The concept builds on theories that precede it. Most influential were the writings of the 18th-century philosopher Immanuel Kant, who theorized that the only true knowledge was that which could be known instinctively rather than empirically demonstrated. A further very important influence was the work of the Romantic poets, especially William Wordsworth and Samuel Taylor Coleridge. Some people refer to Transcendentalism as American Romanticism.

Instead of embracing traditional Christian theory, Wordsworth and Coleridge believed that people have an innate sense of the spiritual, a spiritual knowledge that transcended what could be known empirically or what could be corrupted by the senses. Transcendentalists were also reacting against the spiritual tradition of the Unitarian church, a nontrinitarian form of Christianity. At times, they were even specifically against the theories espoused during the Enlightenment and the Age of Reason.

Unitarians of that time embraced the idea that reason, science, and philosophy helped people discover the purpose of life and the spirit world. Those who adopted Transcendentalism felt that learning directly interfered with innate knowledge and dulled the senses rather than freeing them for personal perception of the divine. The divine was there to be felt rather than something to be convinced of. Some have jumped the fence on this issue; Emerson was both naturalist and transcendentalist. Many Unitarian ministers became transcendentalists at this time.

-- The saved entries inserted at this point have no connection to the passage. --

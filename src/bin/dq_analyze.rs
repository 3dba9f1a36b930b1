//! dq-analyze: build, annotate and save the full DungeonQuest game tree.
//!
//! Writes `<out>/game_analysis.json` for the tree viewer and, with
//! `--log-draws`, one `<out>/round_<n>/draw_probabilities.json` per round.

use std::cell::RefCell;
use std::collections::BTreeMap;
use std::fs;
use std::path::{Path, PathBuf};
use std::rc::Rc;
use std::time::Instant;

use anyhow::{Context, Result};
use clap::Parser;
use rustc_hash::FxHashSet;
use serde::Serialize;

use dungeonquest_analyzer::{
    AnalyzerConfig, BuildObserver, DrawCombination, DrawOutcome, GameTree, GameTreeBuilder,
    TileBag,
};

const ANALYSIS_FILE: &str = "game_analysis.json";

#[derive(Debug, Parser)]
#[command(name = "dq-analyze", version, about = "Exhaustive DungeonQuest game-tree analyzer")]
struct Args {
    /// Configuration JSON (camelCase fields; missing fields take the defaults)
    #[arg(long)]
    config: Option<PathBuf>,

    /// Output directory
    #[arg(long, default_value = "logs")]
    out: PathBuf,

    /// Keep the existing contents of the output directory
    #[arg(long)]
    keep_logs: bool,

    /// Write each round's draw distributions to round_<n>/draw_probabilities.json
    #[arg(long)]
    log_draws: bool,

    /// Print build progress to stderr
    #[arg(short, long)]
    verbose: bool,

    /// Print the effective configuration as JSON and exit
    #[arg(long)]
    print_config: bool,
}

/// Draw distribution of one distinct bag.
#[derive(Debug, Serialize)]
#[serde(rename_all = "camelCase")]
struct BagDistribution {
    tile_bag: TileBag,
    draws: Vec<DrawOutcome>,
}

/// Distinct draw distributions, grouped by round.
#[derive(Debug, Default)]
struct DrawLog {
    seen: FxHashSet<(u32, TileBag)>,
    rounds: BTreeMap<u32, Vec<BagDistribution>>,
}

struct CliObserver {
    verbose: bool,
    draws: Option<Rc<RefCell<DrawLog>>>,
}

impl BuildObserver for CliObserver {
    fn on_round_start(&mut self, round: u32, bag: &TileBag) {
        if self.verbose {
            eprintln!("\nProcessing round {} (bag {})...", round, bag);
        }
    }

    fn on_defense_win(&mut self, round: u32, bag: &TileBag, needed: u32) {
        if self.verbose {
            eprintln!(
                "  Round {}: {} tiles left, {} needed - defense wins",
                round,
                bag.total(),
                needed
            );
        }
    }

    fn on_draw_distribution(&mut self, round: u32, bag: &TileBag, draws: &[DrawOutcome]) {
        let Some(log) = &self.draws else {
            return;
        };
        let mut log = log.borrow_mut();
        if log.seen.insert((round, *bag)) {
            log.rounds.entry(round).or_default().push(BagDistribution {
                tile_bag: *bag,
                draws: draws.to_vec(),
            });
        }
    }

    fn on_draw(
        &mut self,
        round: u32,
        index: usize,
        total: usize,
        combination: &DrawCombination,
        probability: f64,
        arrangements: usize,
    ) {
        if self.verbose {
            eprintln!(
                "  Round {} - Combination {}/{}: {{{}}} (probability: {})",
                round,
                index + 1,
                total,
                combination.describe(),
                probability
            );
            eprintln!("    Found {} unique arrangements", arrangements);
        }
    }
}

fn load_config(path: Option<&Path>) -> Result<AnalyzerConfig> {
    let Some(path) = path else {
        return Ok(AnalyzerConfig::default());
    };
    let json = fs::read_to_string(path)
        .with_context(|| format!("failed to read config {}", path.display()))?;
    serde_json::from_str(&json).with_context(|| format!("invalid config {}", path.display()))
}

/// Remove the files an earlier run wrote to `out`: the analysis JSON and the
/// `round_<n>` directories. Anything else in `out` is left alone.
fn clear_previous_output(out: &Path) -> Result<bool> {
    let entries = match fs::read_dir(out) {
        Ok(entries) => entries,
        Err(e) if e.kind() == std::io::ErrorKind::NotFound => return Ok(false),
        Err(e) => return Err(e).with_context(|| format!("failed to read {}", out.display())),
    };

    let mut cleared = false;
    for entry in entries {
        let entry = entry.with_context(|| format!("failed to read {}", out.display()))?;
        let path = entry.path();
        let file_type = entry.file_type()?;
        let name = entry.file_name();
        let name = name.to_string_lossy();

        if file_type.is_file() && name == ANALYSIS_FILE {
            fs::remove_file(&path)
                .with_context(|| format!("failed to remove {}", path.display()))?;
            cleared = true;
        } else if file_type.is_dir() && is_round_dir(&name) {
            fs::remove_dir_all(&path)
                .with_context(|| format!("failed to remove {}", path.display()))?;
            cleared = true;
        }
    }
    Ok(cleared)
}

fn is_round_dir(name: &str) -> bool {
    name.strip_prefix("round_")
        .is_some_and(|n| !n.is_empty() && n.bytes().all(|b| b.is_ascii_digit()))
}

fn write_draw_logs(out: &Path, log: &DrawLog) -> Result<()> {
    for (round, distributions) in &log.rounds {
        let dir = out.join(format!("round_{}", round));
        fs::create_dir_all(&dir).with_context(|| format!("failed to create {}", dir.display()))?;
        let file = dir.join("draw_probabilities.json");
        fs::write(&file, serde_json::to_string_pretty(distributions)?)
            .with_context(|| format!("failed to write {}", file.display()))?;
        println!("Round {} draw probabilities logged to {}", round, file.display());
    }
    Ok(())
}

fn print_summary(tree: &GameTree) {
    let stats = tree.stats();
    println!("\nNodes: {}", stats.node_count());
    println!(
        "  defense {} / draw {} / placement {} / offense turn {} / action {}",
        stats.defense_nodes,
        stats.draw_nodes,
        stats.placement_nodes,
        stats.offense_turn_nodes,
        stats.action_nodes
    );
    println!(
        "Leaves: {} offense wins, {} defense wins, {} unresolved at the round limit",
        stats.offense_wins, stats.defense_wins, stats.horizon_leaves
    );
    println!(
        "Deepest round: {}, max branching: {}",
        stats.max_round, stats.max_branching
    );

    if let Some(outcome) = tree.outcome() {
        println!(
            "Offense can win: {} ({} resolved outcomes)",
            outcome.can_offense_win, outcome.num_outcomes
        );
    }

    if let Some(path) = tree.first_offense_win_path() {
        println!("\nFirst winning line ({}):", path);
        for crumb in tree.breadcrumbs(&path).unwrap_or_default() {
            println!("  {}", crumb);
        }
    }
}

fn main() -> Result<()> {
    let args = Args::parse();
    let config = load_config(args.config.as_deref())?;

    if args.print_config {
        println!("{}", serde_json::to_string_pretty(&config)?);
        return Ok(());
    }

    if !args.keep_logs && clear_previous_output(&args.out)? {
        println!("Cleared previous logs");
    }

    println!("DungeonQuest Analyzer");
    println!(
        "Paths: {}, Starting Depth: {}, Max Rounds: {}",
        config.num_paths, config.starting_depth, config.max_rounds
    );

    let draw_log = args.log_draws.then(|| Rc::new(RefCell::new(DrawLog::default())));
    let observer = CliObserver {
        verbose: args.verbose,
        draws: draw_log.clone(),
    };

    let start = Instant::now();
    let mut tree = GameTreeBuilder::new(config)?
        .with_observer(Box::new(observer))
        .build()?;
    let (_, annotate_stats) = tree.annotate();
    if args.verbose {
        eprintln!(
            "\nBuilt and annotated in {:.2?} ({} nodes annotated)",
            start.elapsed(),
            annotate_stats.computed
        );
    }

    fs::create_dir_all(&args.out)
        .with_context(|| format!("failed to create {}", args.out.display()))?;
    if let Some(log) = &draw_log {
        write_draw_logs(&args.out, &log.borrow())?;
    }

    let file = args.out.join(ANALYSIS_FILE);
    tree.save_json(&file)?;
    println!("\nGame analysis saved to {}", file.display());

    print_summary(&tree);
    Ok(())
}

The poets and writers associated with this movement especially expressed the sense of awareness that one could have from being ‘in nature’. This was certainly a direct reflection of the English Romantic movement in poetry. Wordsworth and others specifically celebrated nature as the source of the divine, not just the outdoors and natural manifestations of the earth, but also the essence or nature of the human.

From the work of Emerson Nature the concepts of transcendentalism are well expressed:
“Standing on the bare earth, – my head bathed in the merry air, and raised in infinite space, – all petty selfishness vanishes. I become a transparent eyeball; I am nothing; I see everything; the currents of the Universal Being circulate in me; I am part or particle of God.”
The gist in Emerson and writers like him is that the natural world allows people to shed the rational perceptual part of themselves, to instead actively engage with the divine.
Another extremely important work related to this movement is Walden by Henry David Thoreau. Walt Whitman’s poetry, especially Leaves of Grass, is a vital explanation of the movement. William Cullen Bryant and his masterpiece “Thanatopsis” are also important.

Another key feature of the movement was its growing respect and value for the position of women. It was out of Transcendentalism that women in the United States would start campaigning for the vote. This movement also embraced a transcendent love of all races and took up the cause of unfair treatment of Native Americans and slaves. Not all Transcendentalists were concerned about these reforms, but many of them used their instincts to listen to the human nature of essential equality, for human beings are all, as Emerson put it, “part or particle of God.”